Ruby on rails and Node.js - ruby-on-rails

I am wondering how to integrate node.js on a rails app (for learning purpose).
Based on Michael Hartl tutorial (http://railstutorial.org/) I realized a basic twitter clone with rails and want to get user microposts in real-time without the use of comet or juggernaut. (the application is hosted on heroku)
For the moment, I only see example with node.js frameworks (http://howtonode.org/grasshopper-shoutbox) but nothing merged with a ruby on rails app.
I would be very thankful if someone knows a good tutorial or give me some points to start in order to accomplish this.
Thanks!

As Shripad said, I'd consider trying to build your app with Node by itself. Geddy will feel familiar (getting started anyway) if you have experience with Rails. Note: I do not have experience on a real world app with Geddy, but it is the best Rails-like framework I've seen so far. For persistence you can use SQLite, PostgreSQL or CouchDB, just like you would with Rails. I thought about how to communicate between a Rails app and Node without any intermediary.
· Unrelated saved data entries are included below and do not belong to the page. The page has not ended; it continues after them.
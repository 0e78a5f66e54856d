use std::f32::consts::FRAC_PI_4;
use std::fmt;
use std::str::FromStr;

use serde::{Deserialize, Serialize};

/// One of the eight compass views a sprite is rendered from
#[derive(Debug, Clone, Copy, PartialEq, Eq, Hash, Serialize, Deserialize)]
pub enum Direction {
    NW,
    N,
    NE,
    E,
    SE,
    S,
    SW,
    W,
}

/// Traversal order for rendering and for sheet rows
pub const CANONICAL_ORDER: [Direction; 8] = [
    Direction::NW,
    Direction::N,
    Direction::NE,
    Direction::E,
    Direction::SE,
    Direction::S,
    Direction::SW,
    Direction::W,
];

pub fn canonical_order() -> [Direction; 8] {
    CANONICAL_ORDER
}

impl Direction {
    /// Number of 45° steps from the rig's zero angle
    fn step(self) -> u8 {
        match self {
            Direction::NW => 1,
            Direction::N => 2,
            Direction::NE => 3,
            Direction::E => 4,
            Direction::SE => 5,
            Direction::S => 6,
            Direction::SW => 7,
            Direction::W => 8,
        }
    }

    /// Rig rotation around the vertical axis, in radians
    pub fn angle(self) -> f32 {
        f32::from(self.step()) * FRAC_PI_4
    }

    pub fn degrees(self) -> u32 {
        u32::from(self.step()) * 45
    }

    /// Row of this direction in the final sheet
    pub fn row(self) -> usize {
        usize::from(self.step() - 1)
    }

    pub fn as_str(self) -> &'static str {
        match self {
            Direction::NW => "NW",
            Direction::N => "N",
            Direction::NE => "NE",
            Direction::E => "E",
            Direction::SE => "SE",
            Direction::S => "S",
            Direction::SW => "SW",
            Direction::W => "W",
        }
    }
}

impl fmt::Display for Direction {
    fn fmt(&self, f: &mut fmt::Formatter<'_>) -> fmt::Result {
        f.write_str(self.as_str())
    }
}

impl FromStr for Direction {
    type Err = String;

    fn from_str(s: &str) -> Result<Self, Self::Err> {
        CANONICAL_ORDER
            .iter()
            .copied()
            .find(|d| d.as_str().eq_ignore_ascii_case(s))
            .ok_or_else(|| format!("unknown direction: {}", s))
    }
}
In our work project we're using Redis as an intermediary between Rails and Node. Rails publishes messages to Redis, Node pulls messages from Redis. I could not find a good way or example projects to avoid the middle communication layer on a personal project, so I went with the same setup. The good news is Node Redis modules are written and once you get everything installed, it is easy to test out pushing messages back and forth.
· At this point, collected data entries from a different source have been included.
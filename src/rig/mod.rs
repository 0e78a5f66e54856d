mod blender;
mod handle;

use std::path::Path;

pub use blender::{Blender, BlenderRig, SceneInfo};
pub use handle::{RigHandle, RigSettings};

use crate::error::Result;

/// The camera rig the pipeline rotates and renders through.
///
/// Methods take `&mut self`: the rig has exactly one writer, and a capture
/// must finish before the next rotation is issued.
pub trait RigPort {
    /// Rotate the rig around its vertical axis to `angle` radians.
    fn set_direction(&mut self, angle: f32) -> Result<()>;

    /// Render the animation at the current angle into `output_dir` as
    /// zero-padded numbered frames, creating the directory if needed.
    fn capture(&mut self, output_dir: &Path) -> Result<()>;
}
If you are looking at creating real-time apps then go with node.js (high concurrency) alone. You really cannot integrate node.js into a rails app. You can however have a node server setup on another port with an api and websockets configured and then have your rails app communicate with that server. It is PITA to do that kind of setup. You rather build the entire web app in node itself. However, if you want anything rails specific that does not use juggernaut then i would suggest http://www.pusherapp.com.
Its extremely easy to setup server push using Pusher.

It already did. Not really NodeJs but a framework built on top if it. Yada, yada, yada... check this out: https://github.com/1602/express-on-railway

**Run node along side your rails server**
If you want to intergrate your Rails app with Node you could use the node-rails gem
Node Rails will enable you to run a Node server along side your Rails application and have the two share authentication NodeRails assumes you are using Devise for your authentication. Node-Rails uses [redis gem][2] , so you will need to have that installed.
Learn more about using npm packages on Rails.

Related

How to get Rails and all requirements running to use React?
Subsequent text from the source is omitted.